Nor, it seems, does the company design by halves. For one thing, the M60 features a unique two-piece slice of aluminium that runs through the mouse, which makes up the bottom plate and supports the entire plastic structure. Like last month’s K60 keyboard, this offers incredible strength. What’s more, it also allows the structure of the mouse to be much more open; each ‘side-panel’ is a separate piece, and slightly grippy in texture, while the upper surface, which splits into the two main buttons, is far smoother. There’s a lot of subtle gaps that run through the mouse, that help keep your hand ventilated during long fragging sessions – it’s a clever design.

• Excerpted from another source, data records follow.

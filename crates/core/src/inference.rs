//! Inference boundary
//!
//! The rate-of-spread regressor and the ignition classifier are trained
//! elsewhere. The engine only sees them through [`SpreadRateModel`] and
//! [`IgnitionModel`]. [`LinearModel`] is a small serialisable implementation
//! of both: a weighted sum over named feature columns with an optional
//! logistic link, loaded from JSON.
//!
//! ```json
//! {
//!   "feature_columns": ["wind_speed_ms", "vpd_kpa", "ndvi"],
//!   "weights": [0.42, 1.1, 2.3],
//!   "intercept": 0.5,
//!   "link": "identity"
//! }
//! ```

use crate::core_types::features::{ResolvedFeatures, FEATURE_COLUMNS};
use crate::error::ModelError;
use crate::physics::unit_interval;
use serde::{Deserialize, Serialize};
use std::fmt;
use std::path::Path;

/// Predicts a base rate of spread (m/min) for a site
pub trait SpreadRateModel: Send + Sync {
    /// # Errors
    /// Implementations return [`ModelError`] when the features cannot be
    /// evaluated or the prediction is not a finite number.
    fn predict_ros(&self, features: &ResolvedFeatures) -> Result<f64, ModelError>;
}

/// Predicts the probability (0-1) that a fire ignites at a site
pub trait IgnitionModel: Send + Sync {
    /// # Errors
    /// Implementations return [`ModelError`] when the features cannot be
    /// evaluated or the prediction is not a finite number.
    fn predict_probability(&self, features: &ResolvedFeatures) -> Result<f64, ModelError>;
}

/// Output transform applied to the linear predictor
#[derive(Debug, Clone, Copy, PartialEq, Eq, Default, Serialize, Deserialize)]
#[serde(rename_all = "snake_case")]
pub enum Link {
    #[default]
    Identity,
    Logistic,
}

/// y = link(intercept + Σ wᵢ·xᵢ)
#[derive(Debug, Clone, PartialEq, Serialize, Deserialize)]
pub struct LinearModel {
    pub feature_columns: Vec<String>,
    pub weights: Vec<f64>,
    #[serde(default)]
    pub intercept: f64,
    #[serde(default)]
    pub link: Link,
}

impl LinearModel {
    /// Build and validate a model.
    ///
    /// # Errors
    /// See [`LinearModel::validate`].
    pub fn new(
        feature_columns: Vec<String>,
        weights: Vec<f64>,
        intercept: f64,
        link: Link,
    ) -> Result<Self, ModelError> {
        let model = Self {
            feature_columns,
            weights,
            intercept,
            link,
        };
        model.validate()?;
        Ok(model)
    }

    /// Parse and validate a JSON model.
    ///
    /// # Errors
    /// Returns [`ModelError::Json`] for malformed JSON, otherwise the errors of
    /// [`LinearModel::validate`].
    pub fn from_json_str(json: &str) -> Result<Self, ModelError> {
        let model: Self = serde_json::from_str(json)?;
        model.validate()?;
        Ok(model)
    }

    /// Load and validate a JSON model file.
    ///
    /// # Errors
    /// Returns [`ModelError::Io`] if the file cannot be read, otherwise the
    /// errors of [`LinearModel::from_json_str`].
    pub fn load(path: impl AsRef<Path>) -> Result<Self, ModelError> {
        let path = path.as_ref();
        let data = std::fs::read_to_string(path).map_err(|source| ModelError::Io {
            path: path.to_path_buf(),
            source,
        })?;
        Self::from_json_str(&data)
    }

    /// Check shape, column names and parameter finiteness.
    ///
    /// # Errors
    /// - [`ModelError::ShapeMismatch`] if columns and weights differ in length
    /// - [`ModelError::UnknownFeature`] for a column no feature record provides
    /// - [`ModelError::NonFiniteParameter`] for a NaN or infinite weight or intercept
    pub fn validate(&self) -> Result<(), ModelError> {
        if self.feature_columns.len() != self.weights.len() {
            return Err(ModelError::ShapeMismatch {
                columns: self.feature_columns.len(),
                weights: self.weights.len(),
            });
        }
        if let Some(unknown) = self
            .feature_columns
            .iter()
            .find(|name| !FEATURE_COLUMNS.contains(&name.as_str()))
        {
            return Err(ModelError::UnknownFeature(unknown.clone()));
        }
        if let Some((name, _)) = self
            .feature_columns
            .iter()
            .zip(&self.weights)
            .find(|(_, weight)| !weight.is_finite())
        {
            return Err(ModelError::NonFiniteParameter { name: name.clone() });
        }
        if !self.intercept.is_finite() {
            return Err(ModelError::NonFiniteParameter {
                name: "intercept".to_string(),
            });
        }
        Ok(())
    }

    /// Evaluate the model on one feature record.
    ///
    /// # Errors
    /// Returns [`ModelError::UnknownFeature`] if a column is missing and
    /// [`ModelError::NonFiniteOutput`] if the result is NaN or infinite.
    pub fn predict(&self, features: &ResolvedFeatures) -> Result<f64, ModelError> {
        let mut eta = self.intercept;
        for (name, weight) in self.feature_columns.iter().zip(&self.weights) {
            let value = features
                .column(name)
                .ok_or_else(|| ModelError::UnknownFeature(name.clone()))?;
            eta += weight * value;
        }

        let output = match self.link {
            Link::Identity => eta,
            Link::Logistic => 1.0 / (1.0 + (-eta).exp()),
        };
        if output.is_finite() {
            Ok(output)
        } else {
            Err(ModelError::NonFiniteOutput(output))
        }
    }
}

impl SpreadRateModel for LinearModel {
    fn predict_ros(&self, features: &ResolvedFeatures) -> Result<f64, ModelError> {
        self.predict(features)
    }
}

impl IgnitionModel for LinearModel {
    fn predict_probability(&self, features: &ResolvedFeatures) -> Result<f64, ModelError> {
        self.predict(features).map(unit_interval)
    }
}

/// Five-band ignition risk
#[derive(Debug, Clone, Copy, PartialEq, Eq, PartialOrd, Ord, Hash, Serialize, Deserialize)]
pub enum RiskLevel {
    Low,
    Moderate,
    High,
    #[serde(rename = "Very High")]
    VeryHigh,
    Extreme,
}

impl RiskLevel {
    const BANDS: [RiskLevel; 5] = [
        RiskLevel::Low,
        RiskLevel::Moderate,
        RiskLevel::High,
        RiskLevel::VeryHigh,
        RiskLevel::Extreme,
    ];

    /// Equal-width bands of 0.2 over the probability
    pub fn from_probability(probability: f64) -> Self {
        // Value is in [0, 5]; truncation is the band index
        let index = (unit_interval(probability) * 5.0).floor() as usize;
        Self::BANDS[index.min(Self::BANDS.len() - 1)]
    }

    pub fn label(self) -> &'static str {
        match self {
            RiskLevel::Low => "Low",
            RiskLevel::Moderate => "Moderate",
            RiskLevel::High => "High",
            RiskLevel::VeryHigh => "Very High",
            RiskLevel::Extreme => "Extreme",
        }
    }
}

impl fmt::Display for RiskLevel {
    fn fmt(&self, f: &mut fmt::Formatter<'_>) -> fmt::Result {
        f.write_str(self.label())
    }
}

/// Ignition classifier output as reported to the dashboard
#[derive(Debug, Clone, Copy, PartialEq, Serialize, Deserialize)]
pub struct IgnitionRisk {
    pub probability: f64,
    /// Probability as a percentage, rounded to two decimals
    pub fire_risk_percentage: f64,
    pub risk_level: RiskLevel,
    /// The classifier's hard decision: fire only when the probability is
    /// strictly above 0.5
    pub fire_expected: bool,
}

impl IgnitionRisk {
    pub fn from_probability(probability: f64) -> Self {
        let probability = unit_interval(probability);
        Self {
            probability,
            fire_risk_percentage: (probability * 10_000.0).round() / 100.0,
            risk_level: RiskLevel::from_probability(probability),
            fire_expected: probability > 0.5,
        }
    }
}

More importantly, it’s comfortable under the hand, though perhaps a touch too small for some. The grippy side-panels make thumb-and-little-finger gripping very easy, and despite being small, we never felt like our fingers had no place to go. The Sniper Button, however, is bit of a let-down. When pressed, this lowers the DPI for precise targeting, but it needs to be held the entire time, and we found it simply too far forward to comfortably use. Similarly, the DPI switching buttons, of which there are two, were very sticky, more prone to actually actuate the right mouse button than change the DPI. Neither issue is a big deal to us, since we tend to stick to one DPI, but if you like to switch, it’s something to keep in mind.

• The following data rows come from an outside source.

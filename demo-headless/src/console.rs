//! Text rendering of a threat prediction

use wildfire_threat_core::ThreatPrediction;

const RULE_WIDTH: usize = 60;

/// Format with thousands separators, rounded to whole units
fn group_thousands(value: f64) -> String {
    let digits = format!("{:.0}", value.abs());
    let mut grouped = String::with_capacity(digits.len() + digits.len() / 3);
    for (i, ch) in digits.chars().enumerate() {
        if i > 0 && (digits.len() - i) % 3 == 0 {
            grouped.push(',');
        }
        grouped.push(ch);
    }
    if value < 0.0 {
        grouped.insert(0, '-');
    }
    grouped
}

pub fn print_prediction(prediction: &ThreatPrediction, window_area_ha: f64) {
    let features = &prediction.features;
    let fire = &prediction.fire_behavior;
    let threat = &prediction.threat_assessment;
    let rule = "=".repeat(RULE_WIDTH);

    println!("{rule}");
    println!("WILDFIRE THREAT ASSESSMENT");
    println!("{rule}");
    println!("Overall Threat: {}", threat.threat_level);
    println!("Expected Threat Score: {:.3}", threat.expected_threat_score);
    println!();

    println!("ENVIRONMENTAL CONDITIONS:");
    println!("   Temperature: {:.1}", features.temp_c);
    println!("   Humidity: {:.1}", features.rel_humidity_pct);
    println!("   Wind Speed: {:.1}", features.wind_speed_ms);
    println!("   Precipitation (24h): {:.1}", features.precip_mm);
    println!("   VPD: {:.3} kPa", features.vpd_kpa);
    println!("   Lightning (24h): {} strikes", features.lightning_strikes_24h);
    println!();

    println!("VEGETATION & TERRAIN:");
    println!("   NDVI: {:.3}", features.ndvi);
    println!("   NDMI: {:.3}", features.ndmi);
    println!("   Elevation: {:.0} m", *features.elevation_m);
    println!("   Slope: {:.1}°", *features.slope_deg);
    println!("   Aspect: {:.1}°", *features.aspect_deg);
    println!();

    if let Some(risk) = &prediction.ignition_risk {
        println!("IGNITION RISK:");
        println!("   Fire Risk: {:.2}%", risk.fire_risk_percentage);
        println!("   Risk Level: {}", risk.risk_level);
        println!("   Fire Expected: {}", if risk.fire_expected { "yes" } else { "no" });
        println!();
    }

    println!("FIRE BEHAVIOR PREDICTION:");
    println!("   Rate of Spread: {:.3} m/min", fire.ros_base_m_per_min);
    println!("   Effective ROS: {:.3} m/min", fire.ros_effective_m_per_min);
    println!(
        "   Terrain: slope x{:.2}, aspect x{:.2}",
        fire.slope_multiplier, fire.aspect_factor
    );
    println!(
        "   Fuel: {:.3} kg/m² at {:.1}% moisture",
        fire.fuel_load_kg_m2, fire.fuel_moisture_pct
    );
    println!("   Flame Length: {:.2} m", fire.flame_length_m);
    println!("   Fire Intensity: {:.0} kW/m", fire.intensity_kw_per_m);
    println!("   Severity: {}", fire.severity_class);
    println!();

    println!("CROWN FIRE ASSESSMENT:");
    println!("   Crown Fire Score: {:.1}/100", fire.crown_fire_score);
    println!("   Crown Fire Class: {}", fire.crown_fire_class);
    println!();

    println!("SPREAD CHARACTERISTICS:");
    println!("   Spotting Distance: {:.2} km", fire.spotting_distance_km);
    match fire.time_to_burn_hours {
        Some(hours) => println!("   Time to burn {window_area_ha:.0} ha: {hours:.1} hours"),
        None => println!("   Time to burn {window_area_ha:.0} ha: fire not spreading"),
    }
    println!("   Containment: {}", fire.containment_difficulty);
    println!();

    println!("IMPACT ESTIMATES:");
    println!(
        "   Damage ({window_area_ha:.0} ha): Rs {}",
        group_thousands(fire.damage_estimate_rs)
    );
    println!();

    if !threat.key_concerns.is_empty() {
        println!("KEY CONCERNS:");
        for concern in &threat.key_concerns {
            println!("   • {concern}");
        }
        println!();
    }

    println!("SUMMARY: {}", threat.summary);
    println!("{rule}");
}
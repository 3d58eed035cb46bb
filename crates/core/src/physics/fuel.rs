//! Fuel bed properties from satellite vegetation indices
//!
//! NDVI stands in for fuel quantity (greener canopy, more biomass) and NDMI
//! for canopy water content. Both mappings are linear proxies, not inversions
//! of a radiative transfer model.

use super::fuel_moisture::calculate_equilibrium_moisture;
use super::{bounded, non_negative, unit_interval};
use crate::config::FuelConfig;

/// Lower and upper bound on reported fuel moisture (%)
const MOISTURE_RANGE_PCT: (f64, f64) = (1.0, 40.0);

/// Fuel load available to the flaming front (kg/m²)
///
/// w = max(k × NDVI, w_min)
///
/// Negative NDVI (water, bare rock, snow) yields the floor value.
pub fn fuel_load_from_ndvi(ndvi: f64, config: &FuelConfig) -> f64 {
    (config.fuel_load_per_ndvi * unit_interval(ndvi)).max(config.min_fuel_load_kg_m2)
}

/// Vegetation moisture proxy from NDMI and NDVI (fraction)
fn vegetation_moisture_fraction(ndvi: f64, ndmi: f64) -> f64 {
    let ndvi = if ndvi.is_nan() { 0.0 } else { ndvi.clamp(-1.0, 1.0) };
    let ndmi = if ndmi.is_nan() { 0.0 } else { ndmi.clamp(-1.0, 1.0) };
    (0.10 + 0.25 * ndmi + 0.05 * ndvi).clamp(0.01, 0.40)
}

/// Fine fuel moisture content (%)
///
/// Mean of the Simard equilibrium moisture for drying fuel and the vegetation
/// moisture proxy, plus a wetting term for recent rain. Clamped to 1-40 %.
pub fn fuel_moisture_pct(
    temperature: f64,
    humidity: f64,
    precip_mm: f64,
    ndvi: f64,
    ndmi: f64,
    config: &FuelConfig,
) -> f64 {
    let emc = calculate_equilibrium_moisture(temperature, humidity);
    let vegetation = vegetation_moisture_fraction(ndvi, ndmi);
    let blended_pct = 100.0 * (emc + vegetation) / 2.0;
    let rain_pct = config.rain_moisture_pct_per_mm * non_negative(precip_mm);

    let (lo, hi) = MOISTURE_RANGE_PCT;
    bounded(blended_pct + rain_pct, lo, hi)
}

#[cfg(test)]
mod tests {
    use super::*;

    #[test]
    fn test_fuel_load_scales_with_ndvi() {
        let config = FuelConfig::default();
        let load = fuel_load_from_ndvi(0.395, &config);
        assert!((load - 0.6004).abs() < 1e-9, "w was {}", load);
        assert!(fuel_load_from_ndvi(0.8, &config) > load);
    }

    #[test]
    fn test_fuel_load_floor_for_bare_ground() {
        let config = FuelConfig::default();
        assert_eq!(fuel_load_from_ndvi(-0.3, &config), 0.05);
        assert_eq!(fuel_load_from_ndvi(f64::NAN, &config), 0.05);
    }

    #[test]
    fn test_moisture_rises_with_rain() {
        let config = FuelConfig::default();
        let dry = fuel_moisture_pct(30.0, 40.0, 0.0, 0.4, 0.2, &config);
        let wet = fuel_moisture_pct(30.0, 40.0, 10.0, 0.4, 0.2, &config);
        assert!((wet - dry - 5.0).abs() < 1e-9);
    }

    #[test]
    fn test_moisture_stays_in_range() {
        let config = FuelConfig::default();
        let soaked = fuel_moisture_pct(5.0, 100.0, 500.0, 1.0, 1.0, &config);
        let parched = fuel_moisture_pct(45.0, 0.0, 0.0, -1.0, -1.0, &config);
        assert_eq!(soaked, 40.0);
        assert!((1.0..=40.0).contains(&parched));
    }

    #[test]
    fn test_wetter_canopy_means_wetter_fuel() {
        let config = FuelConfig::default();
        let stressed = fuel_moisture_pct(30.0, 40.0, 0.0, 0.4, -0.2, &config);
        let lush = fuel_moisture_pct(30.0, 40.0, 0.0, 0.4, 0.5, &config);
        assert!(lush > stressed);
    }
}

One design touch we really like are the weights. There are three, that screw directly into the lower surface. No moving parts, no excessive spring-loaded gubbins, just sensible engineering. By removing one or a combination of these weights you can even adjust the M60's center of balance, which is quite unique.

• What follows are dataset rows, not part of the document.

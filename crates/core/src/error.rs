//! Error types for the configuration, model and pipeline boundaries.
//!
//! The derivation engine itself never fails: out-of-range inputs are clamped
//! and missing optional inputs fall back to defaults. Errors only come from
//! loading or validating coefficients and models.

use std::path::PathBuf;
use thiserror::Error;

/// Problems loading or validating an [`EngineConfig`](crate::config::EngineConfig).
#[derive(Debug, Error)]
pub enum ConfigError {
    /// A coefficient is outside the range its formula accepts.
    #[error("invalid coefficient `{name}` = {value}: {reason}")]
    InvalidCoefficient {
        name: &'static str,
        value: f64,
        reason: &'static str,
    },

    #[error("failed to read config file {}: {source}", path.display())]
    Io {
        path: PathBuf,
        #[source]
        source: std::io::Error,
    },

    #[error("malformed config JSON: {0}")]
    Json(#[from] serde_json::Error),
}

/// Problems loading or evaluating an inference model.
#[derive(Debug, Error)]
pub enum ModelError {
    /// The model references a feature column the feature record does not provide.
    #[error("unknown feature column `{0}`")]
    UnknownFeature(String),

    #[error("model has {columns} feature columns but {weights} weights")]
    ShapeMismatch { columns: usize, weights: usize },

    #[error("model parameter `{name}` is not finite")]
    NonFiniteParameter { name: String },

    #[error("model produced a non-finite prediction ({0})")]
    NonFiniteOutput(f64),

    #[error("failed to read model file {}: {source}", path.display())]
    Io {
        path: PathBuf,
        #[source]
        source: std::io::Error,
    },

    #[error("malformed model JSON: {0}")]
    Json(#[from] serde_json::Error),
}

/// Top-level error returned by the pipeline.
#[derive(Debug, Error)]
pub enum ThreatError {
    #[error(transparent)]
    Config(#[from] ConfigError),

    #[error(transparent)]
    Model(#[from] ModelError),
}

pub type Result<T, E = ThreatError> = std::result::Result<T, E>;
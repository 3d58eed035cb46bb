//! Wildfire Threat Core Library
//!
//! Turns a rate-of-spread estimate and a site's environmental features
//! (weather, vegetation indices, terrain, lightning) into a fire behaviour
//! report and an overall threat assessment using closed-form fire physics.
//!
//! ## Derivation
//!
//! - Byram fireline intensity and flame length
//! - Slope and aspect adjustment of the spread rate
//! - Crown fire potential, Albini-style spotting distance
//! - Severity, containment difficulty, damage and burn-time estimates
//! - Threat level and rule-generated key concerns
//!
//! The engine is a pure function of its inputs and configuration. Inference
//! models plug in through the [`inference`] traits and the [`pipeline`] runs
//! both together.

// Core types and utilities
pub mod core_types;
pub mod config;
pub mod error;

// Formulas and classification
pub mod assessment;
pub mod physics;

// Orchestration
pub mod inference;
pub mod pipeline;
pub mod report;

// Re-export core types
pub use core_types::{EnvironmentalFeatures, ResolvedFeatures};
pub use config::EngineConfig;
pub use error::{ConfigError, ModelError, ThreatError};

// Re-export outputs
pub use assessment::{
    ContainmentDifficulty, KeyConcern, SeverityClass, ThreatAssessment, ThreatLevel,
};
pub use physics::CrownFireClass;
pub use report::{FireBehaviorEngine, FireBehaviorEvaluation, FireBehaviorReport};

// Re-export inference and pipeline
pub use inference::{IgnitionModel, IgnitionRisk, LinearModel, Link, RiskLevel, SpreadRateModel};
pub use pipeline::{ThreatPipeline, ThreatPrediction};
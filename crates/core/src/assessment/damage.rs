//! Impact estimates over a reference burn window
//!
//! Deliberately simple: damage is a severity-keyed fraction of asset value
//! over a fixed area, and burn time assumes a circular fire growing at the
//! effective spread rate. Neither is a fire-growth simulation.

use super::severity::SeverityClass;
use crate::config::SeverityFactors;
use crate::physics::non_negative;

const SQUARE_METERS_PER_HECTARE: f64 = 10_000.0;

/// Monetary damage estimate
///
/// D = A × C × f(severity)
///
/// # Arguments
/// * `severity` - Severity band
/// * `area_ha` - Area assumed burnt (hectares)
/// * `cost_per_ha` - Asset value per hectare (currency units)
/// * `factors` - Loss fraction for each severity band
pub fn estimate_damage(
    severity: SeverityClass,
    area_ha: f64,
    cost_per_ha: f64,
    factors: &SeverityFactors,
) -> f64 {
    non_negative(area_ha) * non_negative(cost_per_ha) * non_negative(severity.damage_factor(factors))
}

/// Hours for a point ignition to burn out a circle of `area_ha`
///
/// t = sqrt(A / π) / R
///
/// Returns `None` when the fire does not spread (R ≤ 0 or NaN).
pub fn time_to_burn_area_hours(rate_of_spread: f64, area_ha: f64) -> Option<f64> {
    if rate_of_spread.is_nan() || rate_of_spread <= 0.0 {
        return None;
    }
    let area_m2 = non_negative(area_ha) * SQUARE_METERS_PER_HECTARE;
    let radius_m = (area_m2 / std::f64::consts::PI).sqrt();
    Some(radius_m / rate_of_spread / 60.0)
}
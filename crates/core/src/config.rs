//! Engine configuration
//!
//! Every empirical coefficient used by the derivation engine lives here so it
//! can be tuned from a JSON file instead of being baked into the formulas.
//! The defaults reproduce the reference threat report; none of them should be
//! read as carrying more authority than "calibrated to look plausible".
//!
//! Missing keys in a JSON file fall back to the defaults (`#[serde(default)]`
//! on every section), so a config file only needs the values it overrides:
//!
//! ```
//! use wildfire_threat_core::config::EngineConfig;
//!
//! let config = EngineConfig::from_json_str(r#"{ "damage": { "cost_per_ha_rs": 80000.0 } }"#).unwrap();
//! assert_eq!(config.damage.cost_per_ha_rs, 80000.0);
//! assert_eq!(config.fuel.heat_of_combustion_kj_per_kg, 18000.0);
//! ```

use crate::assessment::threat::ThreatLevel;
use crate::error::ConfigError;
use serde::{Deserialize, Serialize};
use std::path::Path;

/// Top-level configuration for [`FireBehaviorEngine`](crate::report::FireBehaviorEngine).
#[derive(Debug, Clone, PartialEq, Default, Serialize, Deserialize)]
#[serde(default)]
pub struct EngineConfig {
    pub defaults: FeatureDefaults,
    pub fuel: FuelConfig,
    pub terrain: TerrainConfig,
    pub crown_fire: CrownFireConfig,
    pub spotting: SpottingConfig,
    pub damage: DamageConfig,
    pub containment: ContainmentConfig,
    pub threat: ThreatConfig,
}

/// Fallback values for inputs that are missing or NaN.
///
/// The vegetation and weather fallbacks match what the data layer substitutes
/// when a fetcher is unavailable.
#[derive(Debug, Clone, PartialEq, Serialize, Deserialize)]
#[serde(default)]
pub struct FeatureDefaults {
    pub temp_c: f64,
    pub rel_humidity_pct: f64,
    pub wind_speed_ms: f64,
    pub precip_mm: f64,
    pub ndvi: f64,
    pub ndmi: f64,
    pub elevation_m: f64,
    pub slope_deg: f64,
    pub aspect_deg: f64,
}

impl Default for FeatureDefaults {
    fn default() -> Self {
        Self {
            temp_c: 25.0,
            rel_humidity_pct: 50.0,
            wind_speed_ms: 5.0,
            precip_mm: 0.0,
            ndvi: 0.5,
            ndmi: 0.3,
            elevation_m: 0.0,
            slope_deg: 0.0,
            aspect_deg: 180.0,
        }
    }
}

In-game performance is solid. The M60 is no SteelSeries Sensei, but then again it’s nearly half the price. We found the M60 could easily handle the action of Battlefield 3, and after a brief tweak in Corsair’s (still in beta) software, we had it working perfectly. The ability to tweak lift-off distance is great; we like to lift our mouse a lot, so by setting the M60 to not track at any height, we ended up with solid mousing. Sadly, that beta software is very obviously a work in progress, at least in terms of look. It gets the job done, though, so we can’t complain too much.

Designing a great mouse first off is a tough proposition, and if anyone could do it, it’s Corsair. The M60 is good, don’t mistake us, but we get the feeling that it’s the next iteration of Corsair mice that are going to really make an impact. On the other hand, given this is still very good, and for a very fair price, it’s still a very good mouse. Not the best, but a long way from the worst. 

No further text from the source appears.